Dopo bel Il barbiere di Siviglia dell'autunno scorso, ecco di nuovo a braccetto RAI Cultura ed Opera di Roma nel varare un'altra operazione affidata al direttore Daniele Gatti ed al regista Mario Martone. E' La traviata di Verdi registrata in più tranches lo scorso febbraio, e trasmessa in prima serata da RAI 3 venerdì scorso. Apparizione seguita da un milione quasi di spettatori, audience lusinghiera per un'operazione del genere; e segno che si potrebbe dirottare qualcosa da RAI 5, dove la lirica viene proposta alle 10 del mattino, verso un canale più frequentato ed in orari più comodi.
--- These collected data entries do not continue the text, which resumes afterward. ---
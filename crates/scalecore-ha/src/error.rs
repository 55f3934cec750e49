//! HA partitioner error kinds.

use thiserror::Error;

/// Result type for HA partitioner operations.
pub type Result<T> = std::result::Result<T, HaError>;

/// Failures registering with or watching the membership catalog.
#[derive(Error, Debug)]
pub enum HaError {
    /// This replica's own registration failed.
    #[error("failed to register member '{member_id}' in service '{service}': {reason}")]
    RegistrationFailed {
        /// The member ID that failed to register.
        member_id: String,
        /// Catalog service name.
        service: String,
        /// Why registration failed.
        reason: String,
    },

    /// Deregistration on shutdown failed (best-effort; the catalog's own
    /// health check will eventually time the member out).
    #[error("failed to deregister member '{member_id}' from service '{service}': {reason}")]
    DeregistrationFailed {
        /// The member ID that failed to deregister.
        member_id: String,
        /// Catalog service name.
        service: String,
        /// Why deregistration failed.
        reason: String,
    },

    /// The membership watch stream ended or errored.
    #[error("membership watch for service '{service}' failed: {reason}")]
    WatchFailed {
        /// Catalog service name.
        service: String,
        /// Why the watch failed.
        reason: String,
    },
}
use crate::color::Color;
use thiserror::Error;

pub const MAX_RANGES: usize = 5;

/// Colors handed to new ranges, in order
pub const PALETTE: [Color; MAX_RANGES] = [
    Color::rgb(0xff, 0xd6, 0xa5),
    Color::rgb(0xca, 0xff, 0xbf),
    Color::rgb(0x9b, 0xf6, 0xff),
    Color::rgb(0xbd, 0xb2, 0xff),
    Color::rgb(0xff, 0xc6, 0xff),
];

/// An inclusive span of days to highlight.  `start` and `end` are kept
/// exactly as entered; the compiler clamps and orders them.
#[derive(Clone, Copy, Debug, Eq, Hash, PartialEq)]
pub struct RangeSpec {
    /// Creation order; higher indices paint over lower ones
    pub index: u32,
    pub enabled: bool,
    pub start: i32,
    pub end: i32,
    pub color: Color,
}

impl RangeSpec {
    pub fn new(index: u32, start: i32, end: i32, color: Color) -> RangeSpec {
        RangeSpec {
            index,
            enabled: true,
            start,
            end,
            color,
        }
    }

    /// `start..=end` clamped into `1..=days_in_month` and put in order
    pub fn normalized(&self, days_in_month: u8) -> (u8, u8) {
        let clamp = |d: i32| {
            u8::try_from(d.clamp(1, i32::from(days_in_month.max(1)))).unwrap_or(1)
        };
        let (a, b) = (clamp(self.start), clamp(self.end));
        (a.min(b), a.max(b))
    }
}

/// The user's highlight ranges: never fewer than one, never more than
/// [`MAX_RANGES`]
#[derive(Clone, Debug, Eq, PartialEq)]
pub struct RangeList {
    specs: Vec<RangeSpec>,
    next_index: u32,
    next_color: usize,
}

impl RangeList {
    pub fn new() -> RangeList {
        RangeList {
            specs: vec![RangeSpec::new(0, 1, 1, PALETTE[0])],
            next_index: 1,
            next_color: 1,
        }
    }

    /// Appends a new `[1, 1]` range with the next palette color and returns
    /// its position in the list
    pub fn add(&mut self) -> Result<usize, RangeLimit> {
        let color = PALETTE[self.next_color % PALETTE.len()];
        self.push(1, 1, color)
    }

    pub fn push(&mut self, start: i32, end: i32, color: Color) -> Result<usize, RangeLimit> {
        if self.specs.len() >= MAX_RANGES {
            tracing::debug!("refusing to add range beyond limit");
            return Err(RangeLimit);
        }
        self.specs
            .push(RangeSpec::new(self.next_index, start, end, color));
        self.next_index += 1;
        self.next_color += 1;
        tracing::debug!(count = self.specs.len(), "added range");
        Ok(self.specs.len() - 1)
    }

    /// Removes the range at position `pos`.  Does nothing (and returns
    /// `false`) when it is the only range left or `pos` is out of bounds.
    pub fn remove(&mut self, pos: usize) -> bool {
        if self.specs.len() <= 1 || pos >= self.specs.len() {
            return false;
        }
        let spec = self.specs.remove(pos);
        tracing::debug!(index = spec.index, count = self.specs.len(), "removed range");
        true
    }

    pub fn get(&self, pos: usize) -> Option<&RangeSpec> {
        self.specs.get(pos)
    }

    pub fn get_mut(&mut self, pos: usize) -> Option<&mut RangeSpec> {
        self.specs.get_mut(pos)
    }

    pub fn len(&self) -> usize {
        self.specs.len()
    }

    /// Always `false`; present for API symmetry with `len()`
    pub fn is_empty(&self) -> bool {
        self.specs.is_empty()
    }

    pub fn is_full(&self) -> bool {
        self.specs.len() >= MAX_RANGES
    }

    pub fn iter(&self) -> std::slice::Iter<'_, RangeSpec> {
        self.specs.iter()
    }

    pub fn as_slice(&self) -> &[RangeSpec] {
        &self.specs
    }
}

impl Default for RangeList {
    fn default() -> RangeList {
        RangeList::new()
    }
}

impl<'a> IntoIterator for &'a RangeList {
    type Item = &'a RangeSpec;
    type IntoIter = std::slice::Iter<'a, RangeSpec>;

    fn into_iter(self) -> Self::IntoIter {
        self.specs.iter()
    }
}

#[derive(Clone, Copy, Debug, Eq, Error, PartialEq)]
#[error("at most {MAX_RANGES} ranges may exist at once")]
pub struct RangeLimit;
Non è una Traviata pensata come una messa in scena più o meno tradizionale, pur avendo modo di sfruttare insieme platea e palcoscenico, in un teatro ancora deserto e con l'orchestra in mezzo. Ma quasi un film-opera, con scene girate in più spazi del teatro – palchetti, foyers, scale, salottini – e con un paio di situazioni in esterno, non presenti nel libretto: la corsa in carrozza di Alfredo a Parigi (sul da capo della cabaletta «Oh mio rimorso») ed il fulmineo duello con Douphol. Senza voler celare, in entrambi i casi, lo sfondo delle antiche Mura Aureliane.
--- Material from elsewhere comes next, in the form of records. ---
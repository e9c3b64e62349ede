//! Optional TOML configuration file
use crate::color::{Color, ParseColorError};
use crate::highlight::{RangeList, MAX_RANGES};
use crate::params::{ParamError, ParamStore, SetOutcome};
use crate::raster::FontPaths;
use serde::Deserialize;
use std::collections::BTreeMap;
use std::path::{Path, PathBuf};
use thiserror::Error;
use tracing::{info, warn};

/// Contents of `config.toml`.  Every field is optional.
///
/// ```toml
/// year = 2025
/// month = 10
///
/// [params]
/// card-w = 480
/// card-bg = "#fdf6e3"
/// week-start = "monday"
///
/// [[ranges]]
/// start = 3
/// end = 9
/// color = "#ffd6a5"
///
/// [fonts]
/// default = "/usr/share/fonts/truetype/dejavu/DejaVuSans.ttf"
/// ```
#[derive(Clone, Debug, Default, Deserialize, PartialEq)]
#[serde(default, deny_unknown_fields)]
pub struct Config {
    pub year: Option<i32>,
    pub month: Option<u8>,
    pub params: BTreeMap<String, toml::Value>,
    pub ranges: Vec<RangeConfig>,
    pub fonts: FontPaths,
}

#[derive(Clone, Debug, Deserialize, PartialEq)]
#[serde(deny_unknown_fields)]
pub struct RangeConfig {
    pub start: i32,
    pub end: i32,
    #[serde(default)]
    pub color: Option<String>,
    #[serde(default = "enabled_default")]
    pub enabled: bool,
}

fn enabled_default() -> bool {
    true
}

impl Config {
    /// `$XDG_CONFIG_HOME/calcard/config.toml` (or the platform equivalent)
    pub fn default_path() -> Option<PathBuf> {
        dirs::config_dir().map(|d| d.join("calcard").join("config.toml"))
    }

    /// Reads the configuration from `path` if given, otherwise from
    /// [`Config::default_path`].  A missing explicit file is an error; a
    /// missing default file yields the default configuration.
    pub fn load(path: Option<&Path>) -> Result<Config, ConfigError> {
        match path {
            Some(p) => Config::from_file(p),
            None => match Config::default_path() {
                Some(p) if p.is_file() => Config::from_file(&p),
                _ => Ok(Config::default()),
            },
        }
    }

    pub fn from_file(path: &Path) -> Result<Config, ConfigError> {
        let content = std::fs::read_to_string(path).map_err(|source| ConfigError::Read {
            path: path.to_owned(),
            source,
        })?;
        let config = Config::parse(&content).map_err(|source| ConfigError::Parse {
            path: path.to_owned(),
            source,
        })?;
        info!(path = %path.display(), "loaded configuration");
        Ok(config)
    }

    pub fn parse(s: &str) -> Result<Config, toml::de::Error> {
        toml::from_str(s)
    }

    /// Stores every `[params]` entry.  Numbers and strings are accepted;
    /// values that cannot be interpreted are skipped with a warning.
    pub fn apply_params(&self, store: &mut ParamStore) -> Result<(), ConfigError> {
        for (name, value) in &self.params {
            let outcome = match value {
                toml::Value::Integer(i) => {
                    #[allow(clippy::cast_precision_loss)]
                    let n = *i as f64;
                    store.set_number(name, n)?
                }
                toml::Value::Float(f) => store.set_number(name, *f)?,
                toml::Value::String(s) => store.set(name, s)?,
                other => {
                    return Err(ConfigError::Value {
                        name: name.clone(),
                        value: other.to_string(),
                    })
                }
            };
            if outcome == SetOutcome::Ignored {
                warn!(name, value = %value, "ignoring uninterpretable parameter value");
            }
        }
        Ok(())
    }

    /// Builds the highlight ranges.  With no `[[ranges]]` the usual single
    /// `[1, 1]` range is returned; entries past the limit are dropped.
    pub fn range_list(&self) -> Result<RangeList, ConfigError> {
        let mut list = RangeList::new();
        if self.ranges.len() > MAX_RANGES {
            warn!(
                count = self.ranges.len(),
                "too many ranges in configuration; ignoring the extras"
            );
        }
        for (i, rc) in self.ranges.iter().take(MAX_RANGES).enumerate() {
            let pos = if i == 0 {
                0
            } else {
                list.add().map_err(|_| ConfigError::TooManyRanges)?
            };
            let color = rc.color.as_deref().map(str::parse::<Color>).transpose()?;
            if let Some(spec) = list.get_mut(pos) {
                spec.start = rc.start;
                spec.end = rc.end;
                spec.enabled = rc.enabled;
                if let Some(c) = color {
                    spec.color = c;
                }
            }
        }
        Ok(list)
    }
}

#[derive(Debug, Error)]
pub enum ConfigError {
    #[error("failed to read configuration file {}", .path.display())]
    Read {
        path: PathBuf,
        source: std::io::Error,
    },
    #[error("failed to parse configuration file {}", .path.display())]
    Parse {
        path: PathBuf,
        source: toml::de::Error,
    },
    #[error("invalid configuration: {0}")]
    Param(#[from] ParamError),
    #[error("invalid value for parameter {name}: {value}")]
    Value { name: String, value: String },
    #[error("invalid range color: {0}")]
    Color(#[from] ParseColorError),
    #[error("too many ranges")]
    TooManyRanges,
}
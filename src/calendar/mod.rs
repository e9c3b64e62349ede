mod grid;
mod util;
pub use self::grid::{CalendarGrid, CellKind, GridCell, InvalidDate};
pub use self::util::{
    days_in_month, ParseTokenError, WeekStart, WeekdayLang, MAX_ROWS,
};
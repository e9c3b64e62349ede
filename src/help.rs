use crate::theme::BASE_STYLE;
use ratatui::{
    buffer::Buffer,
    layout::{Flex, HorizontalAlignment, Layout, Rect},
    text::{Line, Text},
    widgets::{Block, Clear, Paragraph, Widget},
};

static TEXT: &[&str] = &[
    "TAB             Switch between parameters and ranges\n",
    "j, DOWN         Select next\n",
    "k, UP           Select previous\n",
    "l, +, RIGHT     Increase parameter / next choice\n",
    "h, -, LEFT      Decrease parameter / previous choice\n",
    "ENTER           Type a value (ranges: START END [#COLOR])\n",
    "a               Add a range\n",
    "d               Remove the selected range\n",
    "SPACE           Enable/disable the selected range\n",
    "n, PAGE DOWN    Next month\n",
    "p, PAGE UP      Previous month\n",
    "x               Export PNG\n",
    "y               Copy parameter snapshot to clipboard\n",
    "?               Show this help\n",
    "q, ESC          Quit\n",
    "\n",
    "Press the Any Key to dismiss.\n",
];

#[derive(Copy, Clone, Debug, Eq, PartialEq)]
pub(crate) struct Help;

impl Widget for Help {
    fn render(self, area: Rect, buf: &mut Buffer) {
        let lines = TEXT.iter().map(|&s| Line::raw(s)).collect::<Vec<_>>();
        let text = Text::from(lines);
        let height = u16::try_from(text.height())
            .unwrap_or(u16::MAX)
            .min(area.height)
            .saturating_add(2);
        let width = u16::try_from(text.width())
            .unwrap_or(u16::MAX)
            .min(area.width)
            .saturating_add(2);
        let para = Paragraph::new(text)
            .block(
                Block::bordered()
                    .title(" Commands ")
                    .title_alignment(HorizontalAlignment::Center),
            )
            .style(BASE_STYLE);
        let [help_area] = Layout::horizontal([width]).flex(Flex::Center).areas(area);
        let [help_area] = Layout::vertical([height])
            .flex(Flex::Center)
            .areas(help_area);
        let outer_area = Rect {
            x: help_area.x.saturating_sub(1),
            y: help_area.y,
            width: help_area.width.saturating_add(2),
            height: help_area.height,
        };
        Clear.render(outer_area, buf);
        Block::new().style(BASE_STYLE).render(outer_area, buf);
        para.render(help_area, buf);
    }
}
Spettacolo costruito con buon mestiere, ma non proprio originale, in verità; a parte il riuscito suggerimento d'un incombente senso di decadenza morale e di vuoto esistenziale, la regia di Martone – che ha curato anche le scenografie – non si discosta granché da tante altre incontrate in passato. Con la svista che il demi-monde di Violetta è affollato di avide prostitute, anziché di volubili mantenute d'alto bordo. Il montaggio poi, è una sciagura: uno spezzatino d'opera, che del capolavoro verdiano ha solo l'odore, non il sapore; e la mancata scansione nei tre atti lo avvicina ad un pasticcio colloso. Sfarzosi, ma nondimeno calligrafici gli abiti di Laura Biagiotti.
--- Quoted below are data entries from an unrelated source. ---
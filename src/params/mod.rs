pub mod catalog;
mod value;
pub use self::catalog::ParamDef;
pub use self::value::{
    Bounds, Effective, OutOfRange, ParamError, ParamKind, ParamValue, SetOutcome,
};
use crate::color::Color;
use std::fmt;
use tracing::debug;

/// Card size at which the scale is exactly 1
pub const REFERENCE_SIZE: f64 = 320.0;
pub const MIN_SCALE: f64 = 0.25;
pub const MAX_SCALE: f64 = 2.5;

/// Scale factor for a card of the given dimensions
pub fn scale_for(width: f64, height: f64) -> f64 {
    (width.min(height) / REFERENCE_SIZE).clamp(MIN_SCALE, MAX_SCALE)
}

#[derive(Clone, Debug, PartialEq)]
struct Entry {
    def: ParamDef,
    value: ParamValue,
}

/// Named visual parameters with bounds, a derived card scale, and
/// scale-adjusted "effective" values.
///
/// Every mutation goes through [`ParamStore::set`] (or its numeric sibling),
/// which clamps rather than rejects and recomputes the scale when a card
/// dimension changes.
#[derive(Clone, Debug, PartialEq)]
pub struct ParamStore {
    // Registration order is preserved for listing and snapshots
    entries: Vec<Entry>,
    scale: f64,
}

impl ParamStore {
    /// An empty store with no parameters registered
    pub fn new() -> ParamStore {
        ParamStore {
            entries: Vec::new(),
            scale: 1.0,
        }
    }

    /// Registers a parameter at its default value.  Returns `false` (and
    /// changes nothing) if the name is already registered.
    pub fn register(&mut self, def: ParamDef) -> bool {
        if self.entry(def.name).is_some() {
            return false;
        }
        let value = match (def.default, def.bounds) {
            (ParamValue::Number(n), Some(bounds)) => {
                ParamValue::Number(bounds.check(n).unwrap_or_else(|e| e.clamped()))
            }
            (v, _) => v,
        };
        self.entries.push(Entry { def, value });
        if def.affects_scale {
            self.recompute_scale();
        }
        true
    }

    pub fn names(&self) -> impl Iterator<Item = &'static str> + '_ {
        self.entries.iter().map(|e| e.def.name)
    }

    pub fn def(&self, name: &str) -> Option<&ParamDef> {
        self.entry(name).map(|e| &e.def)
    }

    pub fn get(&self, name: &str) -> Option<ParamValue> {
        self.entry(name).map(|e| e.value)
    }

    pub fn number(&self, name: &str) -> Option<f64> {
        self.get(name).and_then(|v| v.as_number())
    }

    pub fn color(&self, name: &str) -> Option<Color> {
        self.get(name).and_then(|v| v.as_color())
    }

    pub fn token(&self, name: &str) -> Option<&'static str> {
        self.get(name).and_then(|v| v.as_token())
    }

    /// Interprets `raw` according to the parameter's kind and stores it.
    /// Lengths may carry a `px` suffix; choices match case-insensitively.
    pub fn set(&mut self, name: &str, raw: &str) -> Result<SetOutcome, ParamError> {
        let kind = self.require(name)?.def.kind;
        let raw = raw.trim();
        let parsed = match kind {
            ParamKind::Length => parse_number(raw.strip_suffix("px").unwrap_or(raw)),
            ParamKind::Scalar => parse_number(raw),
            ParamKind::Color => raw.parse::<Color>().ok().map(ParamValue::Color),
            ParamKind::Choice(tokens) => tokens
                .iter()
                .find(|t| t.eq_ignore_ascii_case(raw))
                .map(|&t| ParamValue::Token(t)),
        };
        match parsed {
            Some(value) => self.store(name, value),
            None => {
                debug!(name, raw, "ignoring uninterpretable parameter input");
                Ok(SetOutcome::Ignored)
            }
        }
    }

    pub fn set_number(&mut self, name: &str, value: f64) -> Result<SetOutcome, ParamError> {
        if !self.require(name)?.def.kind.is_numeric() || !value.is_finite() {
            return Ok(SetOutcome::Ignored);
        }
        self.store(name, ParamValue::Number(value))
    }

    /// Steps a numeric parameter by one increment (1 for lengths, 0.05 for
    /// scalars) or cycles a choice to its next/previous token.  Colors are
    /// left alone.
    pub fn nudge(&mut self, name: &str, forward: bool) -> Result<SetOutcome, ParamError> {
        let entry = self.require(name)?;
        let sign = if forward { 1.0 } else { -1.0 };
        match (entry.def.kind, entry.value) {
            (ParamKind::Length, ParamValue::Number(n)) => self.set_number(name, n.round() + sign),
            (ParamKind::Scalar, ParamValue::Number(n)) => {
                self.set_number(name, ((n + sign * 0.05) * 100.0).round() / 100.0)
            }
            (ParamKind::Choice(tokens), ParamValue::Token(t)) => {
                let i = tokens.iter().position(|&u| u == t).unwrap_or(0);
                let j = if forward {
                    (i + 1) % tokens.len()
                } else {
                    (i + tokens.len() - 1) % tokens.len()
                };
                self.store(name, ParamValue::Token(tokens[j]))
            }
            _ => Ok(SetOutcome::Ignored),
        }
    }

    fn store(&mut self, name: &str, value: ParamValue) -> Result<SetOutcome, ParamError> {
        let entry = self.require_mut(name)?;
        let (value, outcome) = match (value, entry.def.bounds) {
            (ParamValue::Number(n), Some(bounds)) => match bounds.check(n) {
                Ok(n) => (ParamValue::Number(n), SetOutcome::Stored),
                Err(e) => {
                    debug!(name, error = %e, "clamping parameter");
                    (ParamValue::Number(e.clamped()), SetOutcome::Clamped)
                }
            },
            (v, _) => (v, SetOutcome::Stored),
        };
        entry.value = value;
        if entry.def.affects_scale {
            self.recompute_scale();
        }
        Ok(outcome)
    }

    /// Derives the card scale from the current card dimensions.  Calling
    /// this repeatedly with unchanged dimensions yields the same scale.
    pub fn recompute_scale(&mut self) {
        let width = self.number(catalog::CARD_W).unwrap_or(REFERENCE_SIZE);
        let height = self.number(catalog::CARD_H).unwrap_or(REFERENCE_SIZE);
        let scale = scale_for(width, height);
        if (scale - self.scale).abs() > f64::EPSILON {
            debug!(width, height, scale, "card scale changed");
        }
        self.scale = scale;
    }

    pub fn scale(&self) -> f64 {
        self.scale
    }

    #[allow(clippy::cast_possible_truncation)]
    pub fn effective_length(&self, base: f64) -> i64 {
        (base * self.scale).round() as i64
    }

    #[allow(clippy::cast_possible_truncation)]
    pub fn effective(&self, name: &str) -> Option<Effective> {
        let entry = self.entry(name)?;
        Some(match (entry.def.kind, entry.value) {
            (ParamKind::Length, ParamValue::Number(n)) => {
                if entry.def.scaled {
                    Effective::Length(self.effective_length(n))
                } else {
                    Effective::Length(n.round() as i64)
                }
            }
            (_, ParamValue::Number(n)) => Effective::Scalar(n),
            (_, ParamValue::Color(c)) => Effective::Color(c),
            (_, ParamValue::Token(t)) => Effective::Token(t),
        })
    }

    /// The effective pixel length of a length parameter
    pub fn length_px(&self, name: &str) -> Result<i64, ParamError> {
        match self.effective(name) {
            Some(Effective::Length(px)) => Ok(px),
            _ => Err(ParamError::Unknown(name.to_owned())),
        }
    }

    /// Whether no toggle currently disables this parameter.  Unknown names
    /// are never active.
    pub fn is_active(&self, name: &str) -> bool {
        self.entry(name).is_some()
            && !self.entries.iter().any(|e| match e.def.disables {
                Some((when, targets)) => e.value == ParamValue::Token(when) && targets.contains(&name),
                None => false,
            })
    }

    pub fn snapshot(&self) -> Snapshot {
        Snapshot(
            self.entries
                .iter()
                .filter_map(|e| {
                    Some(SnapshotEntry {
                        name: e.def.name,
                        value: self.effective(e.def.name)?,
                        active: self.is_active(e.def.name),
                    })
                })
                .collect(),
        )
    }

    fn entry(&self, name: &str) -> Option<&Entry> {
        self.entries.iter().find(|e| e.def.name == name)
    }

    fn require(&self, name: &str) -> Result<&Entry, ParamError> {
        self.entry(name)
            .ok_or_else(|| ParamError::Unknown(name.to_owned()))
    }

    fn require_mut(&mut self, name: &str) -> Result<&mut Entry, ParamError> {
        self.entries
            .iter_mut()
            .find(|e| e.def.name == name)
            .ok_or_else(|| ParamError::Unknown(name.to_owned()))
    }
}

impl Default for ParamStore {
    /// A store with the full card catalog registered
    fn default() -> ParamStore {
        let mut store = ParamStore::new();
        for &def in catalog::CATALOG {
            store.register(def);
        }
        store
    }
}

fn parse_number(s: &str) -> Option<ParamValue> {
    s.trim()
        .parse::<f64>()
        .ok()
        .filter(|n| n.is_finite())
        .map(ParamValue::Number)
}

#[derive(Clone, Copy, Debug, PartialEq)]
pub struct SnapshotEntry {
    pub name: &'static str,
    pub value: Effective,
    pub active: bool,
}

/// Every parameter's effective value, in registration order
#[derive(Clone, Debug, PartialEq)]
pub struct Snapshot(Vec<SnapshotEntry>);

impl Snapshot {
    pub fn entries(&self) -> &[SnapshotEntry] {
        &self.0
    }

    pub fn to_text(&self) -> String {
        self.to_string()
    }
}

impl fmt::Display for Snapshot {
    fn fmt(&self, f: &mut fmt::Formatter<'_>) -> fmt::Result {
        for e in &self.0 {
            writeln!(f, "{}: {};", e.name, e.value)?;
        }
        Ok(())
    }
}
Arduo valutare la concertazione di Gatti
Va da sé che a queste condizioni è impresa ardua lanciarsi in valutazione della direzione di Daniele Gatti, alla guida dell'orchestra capitolina. I due Preludi – unici momenti interamente lasciati ai soli strumenti - sono stati ricamati con eleganza, come era lecito attendersi; per il resto, considerato che spesso il maestro milanese era costretto a scapicollarsi per seguire il vagabondare dei personaggi in sala, che ha dovuto lavorare a spizzichi, che alcuni momenti – anche importanti - sono stati ripresi senza contatto visivo, che tantissime scene sono state smembrate e poi rimontate, c'è da dire solo i tempi erano scanditi con buonsenso, l'insieme ha retto la prova e l'orchestra non ha mostrato alcuna defaillance. Ma questo, per noi, non è vero concertare. E neppure vero teatro.
Dalla Louisiana all'Europa, una carriera in crescendo
Lisette Oropesa ci sembra un soprano forse un po' sopravvalutato. Cantante-attrice di grande levatura, non v'è dubbio, dal forte temperamento e dalla notevole presenza scenica. Ma in questa sua Violetta la voce non sempre possiede il peso necessario, e non sempre tira fuori i giusti accenti. Tutto l'atto primo vacilla sotto un fastidioso tremolio, nella voce non sentiamo né spessore, né brillantezza: poco, dunque, affiora della spensierata demi-mondaine. Andando avanti l'emissione la sorregge assai meglio, grazie anche ad un accorto gioco dei colori, alla ricchezza di armonici, alla brunitura vellutata: doti utili a porre in risalto la valenza tragica del personaggio. In più, la rilevante indole recitativa prende il sopravvento e lo fa decollare appieno.
L'Alfredo di Saimir Pirgu è vocalmente ineccepibile:statura tenorile adeguata, timbro solare, acuti facili e limpidi, fraseggio pulito; tuttavia come figura in sé resta nel vago, difetta di vero carattere, e di incisività. Qualità che invece non difetta a Roberto Frontali, il cui Germont spicca fondendo insieme nobiltà di linea vocale e recitazione intensa, ancorché ben dosata: basti vedere l'ammiccare degli eloquenti sguardi rivolti nel duetto con Violetta.
Buoni attori, buoni cantanti
Ci pare che la scelta dei comprimari sia stata compiuta con intelligenza, sfruttandone bene l'artificio scenico. A parte Anastasia Boldyreva nei panni di Flora e Roberto Accurso in quelli del Barone Douphol, gli altri vengono dalle aule di “Fabbrica”, cioè lo Young Artist Program dell’Opera di Roma: sono Angela Schisano (Annina), Arturo Espinosa (D’Obigny) e Rodrigo Ortiz (Gastone), Andrii Ganchuk (Grenvil); il Coro è diretto da Roberto Gabbiani.
Il Corpo di ballo romano, diretto da Eleonora Abbagnano, si muove su coreografie di Michela Lucenti.